Дальше произошло нечто непонятное: почти незнакомый голос начал убеждать кого-то: «Ну, давай, давай — скажи ему, скажи!» — «Нет, не могу…» — отказывался совсем незнакомый девичий голос. — «Ты же сама этого хотела…» — «Потом… Не сейчас…» — «Почему же не сейчас?» — «Потому что он еще ничего не знает…» — «Так скажи ему ты, скажи!» — «Не могу… Это нехорошо…» — «А как хорошо? Бери трубку, ненормальная!» — «Нет, я не могу так… не могу…» — «Ну и дура, дура ты!»
— Это кто? — еще раз строго спросил писатель.
— Конь в пальто! Мы вам еще позвоним! — нагло ответил почти незнакомый девичий голос, и послышались короткие гудки.
Конечно, Кокотов был озадачен, но не очень. Нелепые звонки случались и прежде. Одно время ночь-заполночь трезвонил в хлам пьяный мужик и требовал срочно разбудить какую-то Нюсю. В первый раз он, кажется, и в самом деле ошибся номером, но писатель спросонья так забавно рассердился, что мужику понравилось, и он зачастил, измывался полгода, а потом вдруг исчез, видно, допился.
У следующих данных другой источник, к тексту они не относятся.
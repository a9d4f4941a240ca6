//! State persistence
//!
//! Saves and loads the wallet registry (including consumed sequence
//! counters) together with the test ledger as a single JSON document,
//! written atomically via a temp-file rename.

use serde::{Deserialize, Serialize};
use std::fs;
use std::io::{self, BufReader, BufWriter};
use thiserror::Error;

use crate::ledger::MemoryLedger;
use crate::wallet::WalletManager;

/// Storage errors
#[derive(Error, Debug)]
pub enum StorageError {
    #[error("IO error: {0}")]
    IoError(#[from] io::Error),
    #[error("Serialization error: {0}")]
    SerializationError(#[from] serde_json::Error),
    #[error("Invalid data: {0}")]
    InvalidData(String),
}

/// Storage configuration
#[derive(Debug, Clone)]
pub struct StorageConfig {
    pub data_dir: std::path::PathBuf,
    pub state_file: String,
}

impl Default for StorageConfig {
    fn default() -> Self {
        Self {
            data_dir: std::path::PathBuf::from(".cosign_data"),
            state_file: "state.json".to_string(),
        }
    }
}

/// On-disk shape of the persisted state
#[derive(Serialize, Deserialize)]
struct StateFile {
    wallets: WalletManager,
    ledger: MemoryLedger,
}

/// Wallet state storage manager
pub struct Storage {
    config: StorageConfig,
}

impl Storage {
    /// Create a new storage manager
    pub fn new(config: StorageConfig) -> Result<Self, StorageError> {
        fs::create_dir_all(&config.data_dir)?;
        Ok(Self { config })
    }

    /// Create with default configuration
    pub fn with_defaults() -> Result<Self, StorageError> {
        Self::new(StorageConfig::default())
    }

    fn state_path(&self) -> std::path::PathBuf {
        self.config.data_dir.join(&self.config.state_file)
    }

    /// Save the manager and ledger to disk
    pub fn save(&self, wallets: &WalletManager, ledger: &MemoryLedger) -> Result<(), StorageError> {
        let path = self.state_path();

        // Write to a temporary file first, then rename atomically
        let temp_path = self.config.data_dir.join("state.tmp");
        let file = fs::File::create(&temp_path)?;
        let writer = BufWriter::new(file);

        let state = StateFile {
            wallets: wallets.clone(),
            ledger: ledger.clone(),
        };
        serde_json::to_writer_pretty(writer, &state)?;

        fs::rename(&temp_path, &path)?;
        Ok(())
    }

    /// Load the manager and ledger from disk
    pub fn load(&self) -> Result<(WalletManager, MemoryLedger), StorageError> {
        let path = self.state_path();

        if !path.exists() {
            return Err(StorageError::InvalidData(
                "State file not found".to_string(),
            ));
        }

        let file = fs::File::open(&path)?;
        let reader = BufReader::new(file);
        let state: StateFile = serde_json::from_reader(reader)?;
        Ok((state.wallets, state.ledger))
    }

    /// Check if a saved state exists
    pub fn exists(&self) -> bool {
        self.state_path().exists()
    }

    /// Delete the saved state
    pub fn delete(&self) -> Result<(), StorageError> {
        let path = self.state_path();
        if path.exists() {
            fs::remove_file(path)?;
        }
        Ok(())
    }
}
Затем довольно долго донимали настырные клиенты авиакомпании «Крылья Икара», возмущавшиеся то отменой рейса, то задержкой вылета и грозившие добиться отзыва лицензии у «воздушных хулиганов». Потом Андрей Львович увидел в новостях сюжет про то, как единственный самолет, принадлежавший «Крыльям Икара», потерял в полете турбину и чудом сел на случайном поле, снеся попутно ветхий коровник, — в результате погибло «около трех животных перспективной молочной породы». У злополучных авиаперевозчиков наконец отобрали лицензию — и звонки прекратились.
«Завтра же наберу оператора этого чертового „Билайна!“» — пообещал себе Кокотов, отлично зная, что не наберет: ругаться по телефону, в отличие от вероломной Вероники, он не умел. Немного успокоившись и восстановив творческий тонус с помощью «Мудрой обезьяны», писодей вернулся к синопсису:
«Ненужно-тряпичным — это сильно! — мысленно похвалил себя автор. — И Набоков бы не побрезговал!»
С этими мобилизующими мыслями он снова возложил перста на алтарь клавиатуры, но теперь ему помешал местный телефон. В древней мембране задребезжал голос Жарынина — игровод был энергично пьян:
— Ну что, работаете, негритянище вы мой?!
— Работаю. А вы как? — холодно ответил «негритянище».
— Я? Бьюсь с расточителями русского единства! Только что взял Одессу! Новороссия почти уже наша.